Cash injection for equestrian sports

  • The British Equestrian Federation has announced that combined funding from UK Sport and Sport England for 2005 to 2009 will be worth some £9m. The figure doesn’t include UK Sport’s award for Paralympic dressage, which will be announced at the end of the month.

    Some £5.3m will come from UK Sport, which recently changed its strategy from a generic support to Olympic disciplines to a “no compromise” approach focused on gaining more medals.

    “Our new investment strategy is designed to reinforce the best performing sports, support those that are developing and provoke positive change in those that are under-performing. The budget is bigger and it needs to be for Beijing, but we must guard against the temptation to spread it too thinly, which presented us with some tough decisions,” says UK Sport’s acting chief executive, Liz Nicholls.

    As a result, the sports which did well in Athens obtained a significant increase in funding, and equestrian sports, which have a target of two medals in Beijing, have been granted £4.32m for the World Class Performance Programme for 2005-2009.

    This is a staggering 56.5% increase over the previous period (2001-2004) and will be supplemented by the Paralympic award when it is announced.

    “It is a significant rise and reflects the success of the equestrian teams in Athens,” says world class performance director Will Connell. “Some sports do not fully integrate Paralympic and Olympic, but we [do] and a lot of our services are centrally provided. The two [WCPP] awards support all programmes, including these central services.”

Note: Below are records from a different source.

//! Warden server — application entry point.

mod config;

use std::sync::Arc;

use clap::Parser;
use tokio::sync::broadcast::Receiver;
use tokio::sync::broadcast::error::RecvError;
use tracing::{error, info, warn};
use tracing_subscriber::EnvFilter;
use warden_authz::{ApprovalEvent, AuthzServices, BroadcastEventSink};
use warden_db::DbManager;

use crate::config::Cli;

#[tokio::main]
async fn main() -> Result<(), Box<dyn std::error::Error>> {
    tracing_subscriber::fmt()
        .with_env_filter(
            EnvFilter::try_from_default_env().unwrap_or_else(|_| EnvFilter::new("warden=info")),
        )
        .json()
        .init();

    let cli = Cli::parse();
    info!("Starting Warden server...");

    let db = DbManager::open(&cli.db_config()).await?;

    let authz_config = cli.authz_config();
    let sink = BroadcastEventSink::new(authz_config.event_channel_capacity);
    let event_log = tokio::spawn(log_events(sink.subscribe()));

    let services = AuthzServices::new(db.store(), Arc::new(sink), authz_config);
    let resumed = services.workflows.resume_timers().await?;
    info!(resumed, "Warden server ready");

    tokio::signal::ctrl_c().await?;
    info!("Shutdown signal received");

    services.workflows.shutdown();
    drop(services);
    event_log.abort();

    info!("Warden server stopped.");
    Ok(())
}

/// Forward approval events to the log until the channel closes.
async fn log_events(mut events: Receiver<ApprovalEvent>) {
    loop {
        match events.recv().await {
            Ok(event) => match serde_json::to_string(&event) {
                Ok(payload) => info!(
                    event = event.name(),
                    request_id = %event.request_id(),
                    %payload,
                    "Approval event"
                ),
                Err(e) => error!(event = event.name(), error = %e, "Failed to encode approval event"),
            },
            Err(RecvError::Lagged(skipped)) => {
                warn!(skipped, "Approval event log fell behind");
            }
            Err(RecvError::Closed) => break,
        }
    }
}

    The award money will “continue to be allocated to a number of areas, including sport science and medicine support: veterinary, farriery, and physio education to assist riders and owners in keeping their horses sound.”

    The WCPP award will also cover costs for centralised coaching and grants to individual riders for personal training, competition and championship expenses, and opportunities for riders to develop their own fitness. “A wide range [of services] to assist riders, owners and grooms,” says Connell.

    UK Sport has granted an additional £974,000 for World Class Operations (the former Exchequer Funding). This fund, which saw an 18% rise over the previous period, goes towards governance, “to make sure that the federation and its bodies are providing world class governance to the sport,” explains Connell.

    Sport England have also increased their allocation to equestrian sports to some £1.035m for 2005-2006, with a view to granting a total of about £4.035m in the next four years. The funding will support a number of initiatives across the BEF, including the World Class Start and Potential programmes, coaching, breeding, and promoting greater participation in the sport at all levels.

    “We are delighted that the performance of our athletes has been recognised by the Sports Councils,” says BEF Chairman Andrew Finding. “We are pleased to see the confidence expressed in the federation as a whole, recognising the ability we have to deliver success through the contributions made by athletes, the horses and their owners, BEF’s Member Bodies, volunteers, committee members and the entire team working within the federation.”